What is expected –
Copy every line in the records below that contains the word "collections".

Data for the task –
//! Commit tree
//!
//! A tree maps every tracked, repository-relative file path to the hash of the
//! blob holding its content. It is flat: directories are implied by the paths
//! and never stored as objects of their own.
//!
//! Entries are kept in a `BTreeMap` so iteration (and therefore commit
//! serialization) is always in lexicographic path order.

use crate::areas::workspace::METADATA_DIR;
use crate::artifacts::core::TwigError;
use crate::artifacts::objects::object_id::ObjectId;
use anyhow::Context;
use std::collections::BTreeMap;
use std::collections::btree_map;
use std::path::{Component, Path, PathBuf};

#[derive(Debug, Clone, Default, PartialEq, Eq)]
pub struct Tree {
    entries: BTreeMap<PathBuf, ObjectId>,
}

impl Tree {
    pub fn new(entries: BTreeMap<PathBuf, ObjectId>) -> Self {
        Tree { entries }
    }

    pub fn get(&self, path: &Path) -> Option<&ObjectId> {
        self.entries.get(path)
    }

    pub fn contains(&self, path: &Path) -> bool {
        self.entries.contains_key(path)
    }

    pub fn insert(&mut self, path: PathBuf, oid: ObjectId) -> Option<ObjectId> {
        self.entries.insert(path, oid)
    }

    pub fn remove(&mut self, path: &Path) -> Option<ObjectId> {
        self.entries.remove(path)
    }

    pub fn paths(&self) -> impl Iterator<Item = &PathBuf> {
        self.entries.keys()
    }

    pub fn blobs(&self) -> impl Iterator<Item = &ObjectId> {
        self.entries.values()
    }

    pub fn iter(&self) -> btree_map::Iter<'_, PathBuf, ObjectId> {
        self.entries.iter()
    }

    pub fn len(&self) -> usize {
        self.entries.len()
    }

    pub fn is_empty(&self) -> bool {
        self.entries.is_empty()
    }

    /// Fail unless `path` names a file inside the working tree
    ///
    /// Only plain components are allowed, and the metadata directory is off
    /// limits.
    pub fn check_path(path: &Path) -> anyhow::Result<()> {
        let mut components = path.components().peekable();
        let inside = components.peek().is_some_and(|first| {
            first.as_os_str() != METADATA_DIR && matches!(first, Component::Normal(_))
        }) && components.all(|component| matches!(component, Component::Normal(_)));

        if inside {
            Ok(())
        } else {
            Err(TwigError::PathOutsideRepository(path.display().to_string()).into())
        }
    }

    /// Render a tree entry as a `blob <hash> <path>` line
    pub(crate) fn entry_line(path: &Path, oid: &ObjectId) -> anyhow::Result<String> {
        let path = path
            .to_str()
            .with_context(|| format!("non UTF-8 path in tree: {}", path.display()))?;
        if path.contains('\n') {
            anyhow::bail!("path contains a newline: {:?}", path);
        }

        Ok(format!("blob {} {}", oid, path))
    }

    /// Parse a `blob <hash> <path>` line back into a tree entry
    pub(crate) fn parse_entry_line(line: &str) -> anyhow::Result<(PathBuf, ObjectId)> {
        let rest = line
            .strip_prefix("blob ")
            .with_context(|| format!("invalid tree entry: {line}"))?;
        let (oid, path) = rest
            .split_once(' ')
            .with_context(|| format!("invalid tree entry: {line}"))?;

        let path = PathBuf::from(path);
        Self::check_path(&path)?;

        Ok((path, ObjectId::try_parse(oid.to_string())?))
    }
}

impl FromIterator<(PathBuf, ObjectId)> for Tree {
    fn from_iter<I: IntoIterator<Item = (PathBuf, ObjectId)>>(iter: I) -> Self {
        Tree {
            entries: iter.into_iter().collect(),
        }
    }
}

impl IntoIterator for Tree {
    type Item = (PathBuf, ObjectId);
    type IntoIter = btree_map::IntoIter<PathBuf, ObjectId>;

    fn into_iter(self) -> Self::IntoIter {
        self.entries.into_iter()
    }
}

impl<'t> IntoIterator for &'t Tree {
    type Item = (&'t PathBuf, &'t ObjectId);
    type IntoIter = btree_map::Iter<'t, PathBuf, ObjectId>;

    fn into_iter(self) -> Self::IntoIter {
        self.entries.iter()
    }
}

Task output –
use std::collections::BTreeMap;
use std::collections::btree_map;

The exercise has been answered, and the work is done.